AI Solutions Architect
Solution Architecture & Innovation
Translate business challenges into well-scoped AI solutions, balancing feasibility, value, cost, and speed.
Architect end-to-end AI systems, including data ingestion, model training, inference pipelines, monitoring, and governance.
Design and refine LLM/RAG architectures, agent workflows, and prompt engineering patterns.
Rapidly explore emerging tools/techniques to extend AI capabilities across the organization.
Build reusable reference architectures and best practices for internal teams.
Technical Leadership & Execution
Partner with engineering, data science, and product teams to guide implementation.
Conduct PoCs, prototypes, and pilots to validate technical suitability before scaling.
Ensure solutions meet performance, security, compliance, and cost-efficiency requirements.
Integrate AI capabilities into existing systems, both cloud and legacy.
Work with MLOps/DevOps to establish robust CI/CD, observability, and lifecycle management.
Strategy, Governance & Cross-Functional Collaboration
Complement the Product team by defining the technical AI/ML roadmap, assessing feasibility, shaping the use-case pipeline, and specifying the architecture required to deliver prioritized initiatives.
Provide expertise on responsible AI, privacy, and risk-aware design.
Communicate complex concepts to stakeholders at all levels.
Mentor engineers and data scientists on architecture, quality, and emerging AI capabilities.
Qualifications
- Bachelor's or Master's degree in Computer Science, Engineering, or related field. OR equivalent work experience.
- Additional certifications in AI/ML technologies are preferred.
- Strong understanding of security, privacy, compliance, and responsible AI principles, including access control, data protection, and risk mitigation.

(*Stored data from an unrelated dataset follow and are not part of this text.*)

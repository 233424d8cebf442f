use super::*;
use crate::helpers::algorithms::gas::create_test_store;
use crate::helpers::utils::create_test_environment_with_logger;
use crate::utils::DefaultRandom;
use std::sync::Arc;

fn create_config(iterations: usize) -> NeuralGasConfig {
    NeuralGasConfig {
        neurons: 2,
        dimension: 2,
        iterations,
        learning_rate: DEFAULT_LEARNING_RATE,
        neighborhood_width: DecayRange::default_neighborhood_width(2),
    }
}

fn run_telemetry(mode: TelemetryMode, iterations: usize) -> (Option<TrainingMetrics>, Vec<String>) {
    let (environment, messages) = create_test_environment_with_logger(Arc::new(DefaultRandom::default()));
    let store = create_test_store(&[&[0., 0.], &[1., 1.]]);
    let dataset = vec![vec![0., 0.], vec![1., 0.]];
    let params = ScheduleParams { learning_rate: 0.5, neighborhood_width: 1. };

    let mut telemetry = Telemetry::new(&mode, environment.logger.clone(), iterations);
    telemetry.on_start(&create_config(iterations));
    (0..iterations).for_each(|iteration| telemetry.on_iteration(iteration, params, &store, dataset.as_slice()).unwrap());
    let metrics = telemetry.finish();

    let messages = messages.borrow().clone();

    (metrics, messages)
}

parameterized_test! {can_validate_telemetry_mode, (mode, is_valid), {
    assert_eq!(mode.validate().is_ok(), is_valid);
}}

can_validate_telemetry_mode! {
    case01_none: (TelemetryMode::None, true),
    case02_logging: (TelemetryMode::OnlyLogging { log_every: 10 }, true),
    case03_logging_zero: (TelemetryMode::OnlyLogging { log_every: 0 }, false),
    case04_metrics_zero: (TelemetryMode::OnlyMetrics { track_every: 0 }, false),
    case05_all: (TelemetryMode::All { log_every: 1, track_every: 1 }, true),
    case06_all_zero: (TelemetryMode::All { log_every: 1, track_every: 0 }, false),
}

#[test]
fn can_keep_silent_without_telemetry() {
    let (metrics, messages) = run_telemetry(TelemetryMode::None, 10);

    assert!(metrics.is_none());
    assert!(messages.is_empty());
}

parameterized_test! {can_track_snapshots, (track_every, iterations, expected), {
    let (metrics, messages) = run_telemetry(TelemetryMode::OnlyMetrics { track_every }, iterations);
    let metrics = metrics.expect("metrics should be collected");

    assert!(messages.is_empty());
    assert_eq!(metrics.iterations, iterations);
    assert_eq!(metrics.snapshots.iter().map(|snapshot| snapshot.iteration).collect::<Vec<_>>(), expected);
}}

can_track_snapshots! {
    case01_every_second: (2, 5, vec![0, 2, 4]),
    case02_every_third: (3, 5, vec![0, 3, 4]),
    case03_rare: (100, 5, vec![0, 4]),
    case04_single: (1, 1, vec![0]),
}

#[test]
fn can_track_quantization_error() {
    let (metrics, _) = run_telemetry(TelemetryMode::OnlyMetrics { track_every: 1 }, 1);
    let snapshot = metrics.unwrap().snapshots.first().cloned().unwrap();

    // squared distances to nearest: 0 and 1
    assert_eq!(
        snapshot,
        TrainingSnapshot { iteration: 0, learning_rate: 0.5, neighborhood_width: 1., quantization_error: 0.5 }
    );
}

#[test]
fn can_log_progress() {
    let (metrics, messages) = run_telemetry(TelemetryMode::OnlyLogging { log_every: 2 }, 5);

    assert!(metrics.is_none());
    assert_eq!(messages.len(), 5);
    assert!(messages[0].starts_with("started training: neurons: 2, dimension: 2, iterations: 5"));
    assert!(messages[1].contains("iteration 0/5"));
    assert!(messages[2].contains("iteration 2/5"));
    assert!(messages[3].contains("iteration 4/5"));
    assert!(messages[3].contains("quantization error: 0.500000"));
    assert!(messages[4].starts_with("training finished in"));
}

#[test]
fn can_log_and_track_together() {
    let (metrics, messages) = run_telemetry(TelemetryMode::All { log_every: 10, track_every: 2 }, 4);

    assert_eq!(metrics.unwrap().snapshots.len(), 3);
    assert_eq!(messages.len(), 3);
}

- Deep understanding of machine learning, generative AI, LLMs, RAG, prompt engineering, vector databases, and model evaluation frameworks.
- Experience translating business requirements into solution architectures, technical roadmaps, and implementation plans.
- Experience working cross-functionally with engineering, product, data teams, and business stakeholders to deliver measurable outcomes.
- Knowledge of MLOps/LLMOps practices such as CI/CD, model monitoring, observability, versioning, governance, and lifecycle management.
- Exceptionally curious, adaptive, and proactive, stays ahead of fast-changing AI technologies.
- Fast learner with ability to shift between conceptual and hands-on tasks.
- Strong problem solver with a “builder” mentality.
- Comfortable with ambiguity, rapid experimentation, and iterative design.
- Excellent communicator to both technical and business audiences.
- Collaborative and supportive partner to cross-functional teams.
Pay
The estimated salary range for this position is $150,000 to $175,000 plus bonus. Starting pay is dependent on multiple factors, such as skills, experience, and work location, and is not typically at the top of the range.
Benefits
- Full benefits package including Flexible Time Off (FTO), health, dental, vision, investment savings plan, bonus, equity incentive, and additional miscellaneous benefits.